• **Problem requirements**:
Transcribe each record as written.

• **Input data**:
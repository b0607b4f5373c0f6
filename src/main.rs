//! Demo binary: wires the pipeline against the in-memory store, registers a
//! sample extension filter, and runs a few mutations end to end.

use std::sync::Arc;

use async_trait::async_trait;
use serde_json::json;

use forum_pipeline::core::{PipelineResult, RequestContext};
use forum_pipeline::entities::{Category, Thread, User};
use forum_pipeline::hooks::{ActionFilter, ForumHooks, Next};
use forum_pipeline::logging;
use forum_pipeline::mutations::{login, move_threads, register_user};
use forum_pipeline::store::MemoryStore;
use forum_pipeline::validation::CleanedData;

/// Example extension: logs every thread move after the base action runs
struct AuditMoves;

#[async_trait]
impl ActionFilter<(Arc<RequestContext>, CleanedData), Vec<Thread>> for AuditMoves {
    async fn filter(
        &self,
        next: Next<'_, (Arc<RequestContext>, CleanedData), Vec<Thread>>,
        args: (Arc<RequestContext>, CleanedData),
    ) -> PipelineResult<Vec<Thread>> {
        let moved = next.call(args).await?;
        for thread in &moved {
            tracing::info!(thread = thread.id, category = thread.category_id, "audit: moved");
        }
        Ok(moved)
    }
}

#[tokio::main]
async fn main() -> anyhow::Result<()> {
    logging::init_logging()?;

    tracing::info!("=== Forum Pipeline Demo ===");

    // Seed the store
    let store = Arc::new(MemoryStore::new());
    store.seed_category(Category::new(1, "General"));
    store.seed_category(Category::new(2, "Feedback"));
    store.seed_thread(Thread::new(1, 1, "Welcome thread").with_starter(1));
    store.seed_thread(Thread::new(2, 1, "Second thread").with_starter(1));

    // Startup phase: register extensions, then freeze the registry
    let mut hooks = ForumHooks::new();
    hooks.move_threads.action.register(AuditMoves);
    let hooks = Arc::new(hooks);

    // Register an account and log in
    let ctx = Arc::new(RequestContext::new(store.clone()).with_hooks(hooks.clone()));
    let response = register_user(
        &ctx,
        &json!({"name": "JohnDoe", "email": "john@example.com", "password": "a strong passphrase"}),
    )
    .await?;
    println!("register_user -> {}", serde_json::to_string_pretty(&response)?);

    let response = login(
        &ctx,
        &json!({"username": "JohnDoe", "password": "a strong passphrase"}),
    )
    .await?;
    println!("login -> {}", serde_json::to_string_pretty(&response)?);

    // Move threads as a moderator; the audit filter reports each move
    let moderator = User::new(99, "Moderator", "mod@example.com", "").as_moderator();
    let ctx = Arc::new(
        RequestContext::new(store.clone())
            .with_hooks(hooks.clone())
            .with_user(moderator),
    );
    let response = move_threads(&ctx, &json!({"threads": [1, 2], "category": 2})).await?;
    println!("move_threads -> {}", serde_json::to_string_pretty(&response)?);

    // A failing request: unknown thread id, non-moderator caller
    let ctx = Arc::new(
        RequestContext::new(store)
            .with_hooks(hooks)
            .with_user(User::new(50, "Visitor", "v@example.com", "")),
    );
    let response = move_threads(&ctx, &json!({"threads": [1, 999], "category": 2})).await?;
    println!("move_threads (failing) -> {}", serde_json::to_string_pretty(&response)?);

    Ok(())
}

• **Solution to this exercise**:
repository b0607b4f5373c0f6
filename src/main.rs
//! Demo binary: wires the pipeline against the in-memory store, registers a
//! sample extension filter, and runs a few mutations end to end.

use std::sync::Arc;

use async_trait::async_trait;
use serde_json::json;

use forum_pipeline::core::{PipelineResult, RequestContext};
use forum_pipeline::entities::{Category, Thread, User};
use forum_pipeline::hooks::{ActionFilter, ForumHooks, Next};
use forum_pipeline::logging;
use forum_pipeline::mutations::{login, move_threads, register_user};
use forum_pipeline::store::MemoryStore;
use forum_pipeline::validation::CleanedData;

/// Example extension: logs every thread move after the base action runs
struct AuditMoves;

#[async_trait]
impl ActionFilter<(Arc<RequestContext>, CleanedData), Vec<Thread>> for AuditMoves {
    async fn filter(
        &self,
        next: Next<'_, (Arc<RequestContext>, CleanedData), Vec<Thread>>,
        args: (Arc<RequestContext>, CleanedData),
    ) -> PipelineResult<Vec<Thread>> {
        let moved = next.call(args).await?;
        for thread in &moved {
            tracing::info!(thread = thread.id, category = thread.category_id, "audit: moved");
        }
        Ok(moved)
    }
}

#[tokio::main]
async fn main() -> anyhow::Result<()> {
    logging::init_logging()?;

    tracing::info!("=== Forum Pipeline Demo ===");

    // Seed the store
    let store = Arc::new(MemoryStore::new());
    store.seed_category(Category::new(1, "General"));
    store.seed_category(Category::new(2, "Feedback"));
    store.seed_thread(Thread::new(1, 1, "Welcome thread").with_starter(1));
    store.seed_thread(Thread::new(2, 1, "Second thread").with_starter(1));

    // Startup phase: register extensions, then freeze the registry
    let mut hooks = ForumHooks::new();
    hooks.move_threads.action.register(AuditMoves);
    let hooks = Arc::new(hooks);

    // Register an account and log in
    let ctx = Arc::new(RequestContext::new(store.clone()).with_hooks(hooks.clone()));
    let response = register_user(
        &ctx,
        &json!({"name": "JohnDoe", "email": "john@example.com", "password": "a strong passphrase"}),
    )
    .await?;
    println!("register_user -> {}", serde_json::to_string_pretty(&response)?);

    let response = login(
        &ctx,
        &json!({"username": "JohnDoe", "password": "a strong passphrase"}),
    )
    .await?;
    println!("login -> {}", serde_json::to_string_pretty(&response)?);

    // Move threads as a moderator; the audit filter reports each move
    let moderator = User::new(99, "Moderator", "mod@example.com", "").as_moderator();
    let ctx = Arc::new(
        RequestContext::new(store.clone())
            .with_hooks(hooks.clone())
            .with_user(moderator),
    );
    let response = move_threads(&ctx, &json!({"threads": [1, 2], "category": 2})).await?;
    println!("move_threads -> {}", serde_json::to_string_pretty(&response)?);

    // A failing request: unknown thread id, non-moderator caller
    let ctx = Arc::new(
        RequestContext::new(store)
            .with_hooks(hooks)
            .with_user(User::new(50, "Visitor", "v@example.com", "")),
    );
    let response = move_threads(&ctx, &json!({"threads": [1, 999], "category": 2})).await?;
    println!("move_threads (failing) -> {}", serde_json::to_string_pretty(&response)?);

    Ok(())
}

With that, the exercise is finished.